## Your objective
Below are some entries. Repeat exactly the lines from the one with "async fn load_file(&mut" through the one with "fn extract_includes(&self, toml: &toml::Value)", and only those.

[Stored data]
-*-*-
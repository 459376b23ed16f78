//! Order endpoints.
//!
//! Placing an order, moving it through the kitchen and looking one up by id.
//! Domain errors are mapped onto [`APIError`] here so the handlers in the
//! core crate stay free of HTTP concerns.

use bistro_core::handlers::status::ORDER_NOT_FOUND;
use bistro_core::{BistroEngine, IntakeError, OrderStoreError, StatusError};
use bistro_types::{
	APIError, Order, PlaceOrderRequest, PlaceOrderResponse, UpdateStatusRequest,
	UpdateStatusResponse,
};
use tracing::warn;

/// Handles POST /api/place-order.
pub async fn place_order(
	request: PlaceOrderRequest,
	engine: &BistroEngine,
) -> Result<PlaceOrderResponse, APIError> {
	let order = engine
		.intake()
		.place_order(request)
		.await
		.map_err(intake_error)?;

	Ok(PlaceOrderResponse::new(order.id))
}

/// Handles POST /api/update-status.
pub async fn update_status(
	request: UpdateStatusRequest,
	engine: &BistroEngine,
) -> Result<UpdateStatusResponse, APIError> {
	engine
		.status()
		.update_status(request)
		.await
		.map_err(status_error)?;

	Ok(UpdateStatusResponse::ok())
}

/// Handles GET /api/orders/{id}.
pub async fn get_order_by_id(id: &str, engine: &BistroEngine) -> Result<Order, APIError> {
	engine.order_store().get(id).await.map_err(|e| match e {
		OrderStoreError::NotFound(_) => APIError::NotFound {
			message: ORDER_NOT_FOUND.to_string(),
		},
		other => {
			warn!(order_id = %id, error = %other, "Order lookup failed");
			APIError::InternalServerError {
				message: "Failed to load order".to_string(),
			}
		},
	})
}

fn intake_error(e: IntakeError) -> APIError {
	match e {
		IntakeError::InvalidInput(message) => APIError::BadRequest { message },
		IntakeError::Storage(message) => {
			warn!(%message, "Order could not be stored");
			APIError::InternalServerError {
				message: "Failed to store order".to_string(),
			}
		},
	}
}

fn status_error(e: StatusError) -> APIError {
	match e {
		StatusError::InvalidInput(message) => APIError::BadRequest { message },
		StatusError::NotFound => APIError::NotFound {
			message: ORDER_NOT_FOUND.to_string(),
		},
		StatusError::Storage(message) => {
			warn!(%message, "Order status could not be stored");
			APIError::InternalServerError {
				message: "Failed to update order".to_string(),
			}
		},
	}
}

#[cfg(test)]
mod tests {
	use super::*;

	#[test]
	fn test_error_mapping() {
		let invalid = intake_error(IntakeError::InvalidInput("Invalid order data".into()));
		assert_eq!(invalid.status_code(), 400);
		assert_eq!(invalid.message(), "Invalid order data");

		let missing = status_error(StatusError::NotFound);
		assert_eq!(missing.status_code(), 404);
		assert_eq!(missing.message(), "Order not found");

		let storage = status_error(StatusError::Storage("disk on fire".into()));
		assert_eq!(storage.status_code(), 500);
		assert!(!storage.message().contains("disk"));
	}
}
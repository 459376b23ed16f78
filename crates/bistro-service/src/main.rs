//! Main entry point for the bistro ordering service.
//!
//! Loads the configuration, builds the engine with the configured storage
//! backend and menu catalog, and serves the HTTP API next to the engine's
//! event loop.

use bistro_config::Config;
use clap::Parser;
use std::path::PathBuf;
use std::sync::Arc;

mod apis;
mod factory_registry;
mod server;

/// Command-line arguments for the bistro service.
#[derive(Parser, Debug)]
#[command(author, version, about, long_about = None)]
struct Args {
	/// Path to configuration file
	#[arg(short, long, default_value = "config.toml", env = "BISTRO_CONFIG")]
	config: PathBuf,

	/// Log level (trace, debug, info, warn, error)
	#[arg(short, long, default_value = "info")]
	log_level: String,
}

/// Main entry point for the bistro service.
///
/// This function:
/// 1. Parses command-line arguments
/// 2. Initializes logging
/// 3. Loads configuration from file
/// 4. Builds the engine with the configured implementations
/// 5. Runs the engine and, when enabled, the API server until interrupted
#[tokio::main]
async fn main() -> Result<(), Box<dyn std::error::Error>> {
	let args = Args::parse();

	use tracing_subscriber::{fmt, EnvFilter};

	let env_filter =
		EnvFilter::try_from_default_env().unwrap_or_else(|_| EnvFilter::new(&args.log_level));

	fmt()
		.with_env_filter(env_filter)
		.with_thread_ids(true)
		.with_target(true)
		.init();

	tracing::info!("Started bistro");

	let config_path = args
		.config
		.to_str()
		.ok_or("Configuration path is not valid UTF-8")?;
	let config = Config::from_file(config_path).await?;
	tracing::info!("Loaded configuration [{}]", config.restaurant.name);

	let engine = Arc::new(factory_registry::build_engine_from_config(config.clone())?);

	if let Some(api_config) = config.enabled_api().cloned() {
		let engine_task = engine.run();
		let api_task = server::start_server(api_config, Arc::clone(&engine));

		tokio::select! {
			result = engine_task => {
				tracing::info!("Engine finished");
				result?;
			}
			result = api_task => {
				tracing::info!("API server finished");
				result?;
			}
		}
	} else {
		tracing::info!("API disabled, running engine only");
		engine.run().await?;
	}

	tracing::info!("Stopped bistro");
	Ok(())
}
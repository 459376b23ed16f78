//! Loader for configurations split across several files.
//!
//! The entry file may name other files in an `include` key. Every top-level
//! section must come from exactly one file.

use crate::{resolve_env_vars, Config, ConfigError};
use std::collections::{HashMap, HashSet};
use std::path::{Path, PathBuf};

/// Configuration loader that handles multi-file configurations with includes.
pub struct ConfigLoader {
	/// Base path for resolving relative includes
	base_path: PathBuf,
	/// Files read so far, canonicalized
	loaded_files: HashSet<PathBuf>,
	/// Which file each top-level section came from
	section_sources: HashMap<String, PathBuf>,
}

impl ConfigLoader {
	/// Creates a new ConfigLoader with the given base path.
	pub fn new(base_path: impl AsRef<Path>) -> Self {
		Self {
			base_path: base_path.as_ref().to_path_buf(),
			loaded_files: HashSet::new(),
			section_sources: HashMap::new(),
		}
	}

	/// Loads a configuration file and all its includes.
	pub async fn load_config(
		&mut self,
		config_path: impl AsRef<Path>,
	) -> Result<Config, ConfigError> {
		let config_path = self.resolve_path(config_path)?;

		let main_content = self.load_file(&config_path).await?;
		let main_toml: toml::Value = toml::from_str(&main_content)?;

		let includes = self.extract_includes(&main_toml)?;
		let combined = if includes.is_empty() {
			main_toml
		} else {
			self.load_and_combine(main_toml, includes, config_path)
				.await?
		};

		// Environment variables were resolved per file on read
		let config: Config = combined.try_into()?;
		config.validate()?;
		Ok(config)
	}

	/// Reads a file once and resolves environment variables in it.
	async fn load_file(&mut self, path: &Path) -> Result<String, ConfigError> {
		let canonical_path = tokio::fs::canonicalize(path).await.map_err(|e| {
			ConfigError::Io(std::io::Error::new(
				std::io::ErrorKind::NotFound,
				format!("Cannot resolve path {}: {}", path.display(), e),
			))
		})?;

		if !self.loaded_files.insert(canonical_path.clone()) {
			return Err(ConfigError::Validation(format!(
				"Circular include detected: {} was already loaded",
				canonical_path.display()
			)));
		}

		let content = tokio::fs::read_to_string(path).await?;
		resolve_env_vars(&content)
	}

	/// Reads the `include` key, either a single path or an array of paths.
	fn extract_includes(&self, toml: &toml::Value) -> Result<Vec<PathBuf>, ConfigError> {
		match toml.get("include") {
			None => Ok(Vec::new()),
			Some(toml::Value::String(path)) => Ok(vec![PathBuf::from(path)]),
			Some(toml::Value::Array(items)) => items
				.iter()
				.map(|item| {
					item.as_str().map(PathBuf::from).ok_or_else(|| {
						ConfigError::Validation("Include array must contain only strings".into())
					})
				})
				.collect(),
			Some(_) => Err(ConfigError::Validation(
				"Include must be a string or array of strings".into(),
			)),
		}
	}

	/// Merges included files into the main table, rejecting any section that
	/// appears in more than one file.
	async fn load_and_combine(
		&mut self,
		mut main_toml: toml::Value,
		includes: Vec<PathBuf>,
		main_file_path: PathBuf,
	) -> Result<toml::Value, ConfigError> {
		let main_table = main_toml
			.as_table_mut()
			.ok_or_else(|| ConfigError::Parse("Configuration root must be a table".into()))?;
		main_table.remove("include");

		for key in main_table.keys() {
			self.section_sources
				.insert(key.clone(), main_file_path.clone());
		}

		for include_path in includes {
			let resolved_path = self.resolve_path(&include_path)?;
			let include_content = self.load_file(&resolved_path).await?;
			let include_toml: toml::Table = toml::from_str(&include_content)?;

			for (key, value) in include_toml {
				if key == "include" {
					return Err(ConfigError::Validation(format!(
						"Nested include in {} is not supported",
						resolved_path.display()
					)));
				}
				if let Some(existing_source) = self.section_sources.get(&key) {
					return Err(ConfigError::Validation(format!(
						"Duplicate section '{}' found in {} and {}. \
						Each top-level section must be unique across all configuration files.",
						key,
						existing_source.display(),
						resolved_path.display()
					)));
				}
				self.section_sources
					.insert(key.clone(), resolved_path.clone());
				main_table.insert(key, value);
			}
		}

		Ok(main_toml)
	}

	/// Resolves a path relative to the base path.
	fn resolve_path(&self, path: impl AsRef<Path>) -> Result<PathBuf, ConfigError> {
		let path = path.as_ref();

		let resolved = if path.is_absolute() {
			path.to_path_buf()
		} else {
			self.base_path.join(path)
		};

		if !resolved.exists() {
			return Err(ConfigError::Io(std::io::Error::new(
				std::io::ErrorKind::NotFound,
				format!("Configuration file not found: {}", resolved.display()),
			)));
		}

		Ok(resolved)
	}
}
-*-*-
## Your response
	async fn load_file(&mut self, path: &Path) -> Result<String, ConfigError> {
		let canonical_path = tokio::fs::canonicalize(path).await.map_err(|e| {
			ConfigError::Io(std::io::Error::new(
				std::io::ErrorKind::NotFound,
				format!("Cannot resolve path {}: {}", path.display(), e),
			))
		})?;

		if !self.loaded_files.insert(canonical_path.clone()) {
			return Err(ConfigError::Validation(format!(
				"Circular include detected: {} was already loaded",
				canonical_path.display()
			)));
		}

		let content = tokio::fs::read_to_string(path).await?;
		resolve_env_vars(&content)
	}

	/// Reads the `include` key, either a single path or an array of paths.
	fn extract_includes(&self, toml: &toml::Value) -> Result<Vec<PathBuf>, ConfigError> {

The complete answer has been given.